When you live in a city, as I did for 30 years, you tend to forget about working trucks.

Oh, you run into them now and again at farmer’s markets, but they’re hidden behind the stands. When you live in cities, particularly California cities, people drive small cars, taking pride in their eco-consciousness. And good for them.

But then I moved back home — to the country no less. It happened to be at a time where gas guzzlers as they call them were popular, so it was a bit of a surprise to go from a place that had plug in stations for electric cars at the very front of their rapid transit stations to a town where the college kids drove Hummers.

That took a bit of closing my jaw. So expensive. So wasteful.

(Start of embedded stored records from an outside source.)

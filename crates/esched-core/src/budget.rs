//! Monthly hour budgets per cohort.
//!
//! All functions here are total: an unknown cohort simply has no budget left.
//! Bookings are summed in whole minutes and only turned into hours for output,
//! so a proposal that exactly uses up a budget is never flagged as an overrun.

use serde::Serialize;

use crate::model::{Cohort, Schedule, Session, YearMonth};

const MINUTES_PER_HOUR: i64 = 60;

pub fn minutes_to_hours(minutes: i64) -> f64 {
    minutes as f64 / MINUTES_PER_HOUR as f64
}

pub fn total_minutes(sessions: &[Session]) -> i64 {
    sessions.iter().map(Session::minutes).sum()
}

/// Sum of the session lengths in fractional hours.
pub fn total_hours(sessions: &[Session]) -> f64 {
    minutes_to_hours(total_minutes(sessions))
}

/// Minutes already booked for `cohort` by sessions dated inside `month`.
pub fn used_minutes(cohort: &str, month: YearMonth, schedules: &[Schedule]) -> i64 {
    schedules
        .iter()
        .filter(|schedule| schedule.includes_cohort(cohort))
        .flat_map(|schedule| schedule.sessions_in(month))
        .map(Session::minutes)
        .sum()
}

pub fn used_hours(cohort: &str, month: YearMonth, schedules: &[Schedule]) -> f64 {
    minutes_to_hours(used_minutes(cohort, month, schedules))
}

/// Minutes left in the cohort's allotment for `month`, never below zero.
pub fn remaining_minutes(
    cohort: &str,
    month: YearMonth,
    cohorts: &[Cohort],
    schedules: &[Schedule],
) -> i64 {
    let Some(found) = cohorts.iter().find(|candidate| candidate.is_named(cohort)) else {
        return 0;
    };
    let allotted = i64::from(found.monthly_hours()) * MINUTES_PER_HOUR;
    (allotted - used_minutes(found.name(), month, schedules)).max(0)
}

/// Hours left in the cohort's allotment for `month`, never below zero.
pub fn remaining_hours(
    cohort: &str,
    month: YearMonth,
    cohorts: &[Cohort],
    schedules: &[Schedule],
) -> f64 {
    minutes_to_hours(remaining_minutes(cohort, month, cohorts, schedules))
}

/// Budget standing of one cohort against a proposed set of sessions.
#[derive(Debug, Clone, PartialEq, Serialize)]
pub struct CohortLimit {
    pub name: String,
    pub remaining_hours: f64,
    pub over_limit: bool,
    pub available_hours: f64,
}

/// Evaluate every selected cohort against the proposal's total hours.
pub fn check_cohort_limits(
    proposed: &[Session],
    selected: &[String],
    month: YearMonth,
    cohorts: &[Cohort],
    schedules: &[Schedule],
) -> Vec<CohortLimit> {
    let needed = total_minutes(proposed);
    selected
        .iter()
        .map(|name| {
            let remaining = remaining_minutes(name, month, cohorts, schedules);
            CohortLimit {
                name: name.clone(),
                remaining_hours: minutes_to_hours(remaining),
                over_limit: needed > remaining,
                available_hours: minutes_to_hours((remaining - needed).max(0)),
            }
        })
        .collect()
}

But on my daily commute (in my little gas conscious car), there were farm trucks galore. Working trucks, taking care of working farmer’s work. No one cared whether these were dusty, because of course they were. In fact, it’s probably a badge of courage, or at least usefulness for these trucks to be dusty. They’re workin’ trucks. They’re strong and big because the tasks their built for are heavy and cumbersome.

When you live in a city, you forget about farms. Well except those 2 acre beauties that produce your heirloom tomatoes. Working family farms with a variety of crops for human and animal consumption, crops for canning and freezing by large plants, animals for food and dairy.

Farming is hard work. And their tools have to be tough as well. Work Trucks. They’re a thing. A good thing. And when you ride or drive in them, they of the great bench front seat, it’s easy enough to feel their attitude, even take it on a bit.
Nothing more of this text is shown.